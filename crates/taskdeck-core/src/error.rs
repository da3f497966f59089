//! Core error types for taskdeck-core.
//!
//! This module defines the error hierarchy using thiserror for better
//! error handling and reporting across the library.

use std::path::PathBuf;
use thiserror::Error;

/// Core error type for taskdeck-core.
#[derive(Error, Debug)]
pub enum CoreError {
    /// Storage-related errors
    #[error("Storage error: {0}")]
    Storage(#[from] StorageError),

    /// Calendar export errors
    #[error("Export error: {0}")]
    Export(#[from] ExportError),

    /// IO errors
    #[error("IO error: {0}")]
    Io(#[from] std::io::Error),

    /// Serialization/deserialization errors
    #[error("JSON error: {0}")]
    Json(#[from] serde_json::Error),

    /// Generic errors with context
    #[error("{0}")]
    Custom(String),
}

/// Storage-specific errors.
///
/// Note that a stored document that fails to *parse* is not an error:
/// the registry and task store treat it as an absent value and fall back
/// to their defaults. These variants cover the failures that do surface.
#[derive(Error, Debug)]
pub enum StorageError {
    /// The data directory could not be resolved or created
    #[error("Failed to prepare data directory: {0}")]
    DataDir(String),

    /// Writing a document failed
    #[error("Failed to write {path}: {source}")]
    WriteFailed {
        path: PathBuf,
        #[source]
        source: std::io::Error,
    },

    /// Serializing a document failed
    #[error("Failed to serialize {what}: {message}")]
    SerializeFailed { what: &'static str, message: String },
}

/// Calendar-export errors.
#[derive(Error, Debug)]
pub enum ExportError {
    /// Nothing to export; callers surface this as a notice, not a failure
    #[error("No tasks with deadlines to export to calendar")]
    NoEligibleTasks,

    /// A deadline-bearing task carries a string no deadline format accepts
    #[error("Task '{task}' has an unparseable deadline: {value}")]
    InvalidDeadline { task: String, value: String },
}

/// Result type alias for CoreError
pub type Result<T, E = CoreError> = std::result::Result<T, E>;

- - -

## What you should do
Send back the lines of the records word for word, from the very first through the line containing "errors with context".

## Solution for this problem
filename crates/taskdeck-core/src/error.rs
repository da3f497966f59089
//! Core error types for taskdeck-core.
//!
//! This module defines the error hierarchy using thiserror for better
//! error handling and reporting across the library.

use std::path::PathBuf;
use thiserror::Error;

/// Core error type for taskdeck-core.
#[derive(Error, Debug)]
pub enum CoreError {
    /// Storage-related errors
    #[error("Storage error: {0}")]
    Storage(#[from] StorageError),

    /// Calendar export errors
    #[error("Export error: {0}")]
    Export(#[from] ExportError),

    /// IO errors
    #[error("IO error: {0}")]
    Io(#[from] std::io::Error),

    /// Serialization/deserialization errors
    #[error("JSON error: {0}")]
    Json(#[from] serde_json::Error),

    /// Generic errors with context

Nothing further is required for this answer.